_The problem:_
Using the records below, copy every line that holds the string "CancelOpenShiftRequest".

_Input data:_
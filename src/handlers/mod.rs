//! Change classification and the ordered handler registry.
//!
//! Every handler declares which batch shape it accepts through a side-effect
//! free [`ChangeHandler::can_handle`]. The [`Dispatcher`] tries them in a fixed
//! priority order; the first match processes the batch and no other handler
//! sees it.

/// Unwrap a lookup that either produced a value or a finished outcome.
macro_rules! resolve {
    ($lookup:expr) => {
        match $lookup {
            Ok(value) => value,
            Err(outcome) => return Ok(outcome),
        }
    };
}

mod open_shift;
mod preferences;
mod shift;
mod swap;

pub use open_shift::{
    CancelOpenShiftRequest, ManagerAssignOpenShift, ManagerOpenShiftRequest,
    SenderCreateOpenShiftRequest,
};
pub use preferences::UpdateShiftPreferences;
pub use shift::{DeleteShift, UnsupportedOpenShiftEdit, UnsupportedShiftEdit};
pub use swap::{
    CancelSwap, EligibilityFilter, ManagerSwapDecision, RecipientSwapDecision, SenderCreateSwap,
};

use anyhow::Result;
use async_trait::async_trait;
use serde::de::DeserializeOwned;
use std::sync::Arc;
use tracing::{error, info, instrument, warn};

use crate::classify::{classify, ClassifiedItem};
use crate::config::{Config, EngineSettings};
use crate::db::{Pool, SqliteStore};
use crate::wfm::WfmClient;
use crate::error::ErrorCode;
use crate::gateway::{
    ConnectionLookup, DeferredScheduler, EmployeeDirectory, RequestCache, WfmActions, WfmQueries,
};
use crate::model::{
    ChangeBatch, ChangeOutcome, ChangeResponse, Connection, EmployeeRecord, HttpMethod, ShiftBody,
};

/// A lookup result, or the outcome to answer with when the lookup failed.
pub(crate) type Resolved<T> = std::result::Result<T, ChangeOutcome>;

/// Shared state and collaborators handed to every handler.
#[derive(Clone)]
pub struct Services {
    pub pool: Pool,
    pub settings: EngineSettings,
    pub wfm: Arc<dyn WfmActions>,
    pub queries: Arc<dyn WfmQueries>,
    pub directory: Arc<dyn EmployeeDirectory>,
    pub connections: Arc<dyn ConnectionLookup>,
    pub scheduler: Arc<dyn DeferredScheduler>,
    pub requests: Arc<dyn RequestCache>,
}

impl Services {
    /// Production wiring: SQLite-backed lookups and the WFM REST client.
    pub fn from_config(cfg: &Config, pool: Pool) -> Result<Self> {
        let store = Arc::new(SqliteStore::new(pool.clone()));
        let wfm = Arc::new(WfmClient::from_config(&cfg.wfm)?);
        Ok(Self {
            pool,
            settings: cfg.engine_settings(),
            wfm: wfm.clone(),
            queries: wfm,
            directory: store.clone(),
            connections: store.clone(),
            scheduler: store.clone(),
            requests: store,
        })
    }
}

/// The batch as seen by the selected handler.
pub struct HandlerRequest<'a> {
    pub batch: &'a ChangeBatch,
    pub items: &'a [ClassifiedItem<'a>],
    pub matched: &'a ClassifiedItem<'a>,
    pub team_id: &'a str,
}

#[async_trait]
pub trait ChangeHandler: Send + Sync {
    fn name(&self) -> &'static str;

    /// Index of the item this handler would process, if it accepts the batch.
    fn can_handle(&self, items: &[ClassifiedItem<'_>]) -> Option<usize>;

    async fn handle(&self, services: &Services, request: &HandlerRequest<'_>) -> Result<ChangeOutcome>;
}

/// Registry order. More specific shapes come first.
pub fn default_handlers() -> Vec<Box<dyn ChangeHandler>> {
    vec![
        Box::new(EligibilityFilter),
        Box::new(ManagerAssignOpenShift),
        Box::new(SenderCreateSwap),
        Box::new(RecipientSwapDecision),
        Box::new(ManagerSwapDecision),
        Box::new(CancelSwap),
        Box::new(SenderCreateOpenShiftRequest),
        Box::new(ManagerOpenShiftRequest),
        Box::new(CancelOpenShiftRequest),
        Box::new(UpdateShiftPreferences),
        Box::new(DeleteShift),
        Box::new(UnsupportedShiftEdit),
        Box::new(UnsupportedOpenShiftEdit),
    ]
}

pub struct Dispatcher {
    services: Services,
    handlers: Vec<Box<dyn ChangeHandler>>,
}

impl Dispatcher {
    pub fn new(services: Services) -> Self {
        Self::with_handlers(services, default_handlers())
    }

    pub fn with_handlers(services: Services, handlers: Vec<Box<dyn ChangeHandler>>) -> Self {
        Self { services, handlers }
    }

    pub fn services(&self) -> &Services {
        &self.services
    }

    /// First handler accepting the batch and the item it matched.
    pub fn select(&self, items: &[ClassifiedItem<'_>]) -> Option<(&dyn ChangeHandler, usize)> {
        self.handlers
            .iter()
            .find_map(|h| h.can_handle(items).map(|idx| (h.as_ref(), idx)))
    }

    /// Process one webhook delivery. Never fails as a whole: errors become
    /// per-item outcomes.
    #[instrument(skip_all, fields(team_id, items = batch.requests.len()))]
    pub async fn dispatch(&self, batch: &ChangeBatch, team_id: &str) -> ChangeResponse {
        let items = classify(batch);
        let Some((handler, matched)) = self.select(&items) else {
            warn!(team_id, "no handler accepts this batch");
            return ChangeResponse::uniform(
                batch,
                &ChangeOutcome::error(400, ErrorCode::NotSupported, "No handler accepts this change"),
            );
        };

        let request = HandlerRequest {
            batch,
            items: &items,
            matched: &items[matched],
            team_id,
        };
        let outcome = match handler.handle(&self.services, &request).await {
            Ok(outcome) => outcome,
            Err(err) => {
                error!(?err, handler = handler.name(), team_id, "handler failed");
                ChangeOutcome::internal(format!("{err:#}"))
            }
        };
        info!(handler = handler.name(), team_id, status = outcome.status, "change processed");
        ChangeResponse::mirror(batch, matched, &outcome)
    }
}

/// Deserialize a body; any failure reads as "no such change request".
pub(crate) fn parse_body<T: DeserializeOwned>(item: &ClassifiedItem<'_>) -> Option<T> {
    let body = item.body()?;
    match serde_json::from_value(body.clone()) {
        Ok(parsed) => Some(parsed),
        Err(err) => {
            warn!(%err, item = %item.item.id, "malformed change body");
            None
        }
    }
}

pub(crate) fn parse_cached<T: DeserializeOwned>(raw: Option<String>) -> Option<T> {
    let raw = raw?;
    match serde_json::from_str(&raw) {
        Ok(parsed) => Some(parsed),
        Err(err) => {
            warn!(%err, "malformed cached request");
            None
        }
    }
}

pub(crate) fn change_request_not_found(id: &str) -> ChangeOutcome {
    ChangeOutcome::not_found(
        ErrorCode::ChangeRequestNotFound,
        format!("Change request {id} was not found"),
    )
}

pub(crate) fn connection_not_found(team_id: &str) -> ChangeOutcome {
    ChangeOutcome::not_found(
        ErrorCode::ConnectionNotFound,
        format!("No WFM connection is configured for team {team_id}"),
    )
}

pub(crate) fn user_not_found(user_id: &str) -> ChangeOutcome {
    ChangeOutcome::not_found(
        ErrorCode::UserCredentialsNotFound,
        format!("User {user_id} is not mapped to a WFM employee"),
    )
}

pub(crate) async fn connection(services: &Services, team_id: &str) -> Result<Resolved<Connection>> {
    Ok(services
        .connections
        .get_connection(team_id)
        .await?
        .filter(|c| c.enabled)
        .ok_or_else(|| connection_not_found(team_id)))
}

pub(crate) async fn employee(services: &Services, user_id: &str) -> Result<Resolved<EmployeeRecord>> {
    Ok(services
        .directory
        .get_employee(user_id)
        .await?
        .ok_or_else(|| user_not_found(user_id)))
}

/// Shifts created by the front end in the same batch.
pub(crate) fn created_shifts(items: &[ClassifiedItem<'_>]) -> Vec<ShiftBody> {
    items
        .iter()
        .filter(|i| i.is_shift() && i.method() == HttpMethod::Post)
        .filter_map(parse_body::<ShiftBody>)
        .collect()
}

_Output of the task:_
    CancelOpenShiftRequest, ManagerAssignOpenShift, ManagerOpenShiftRequest,
        Box::new(CancelOpenShiftRequest),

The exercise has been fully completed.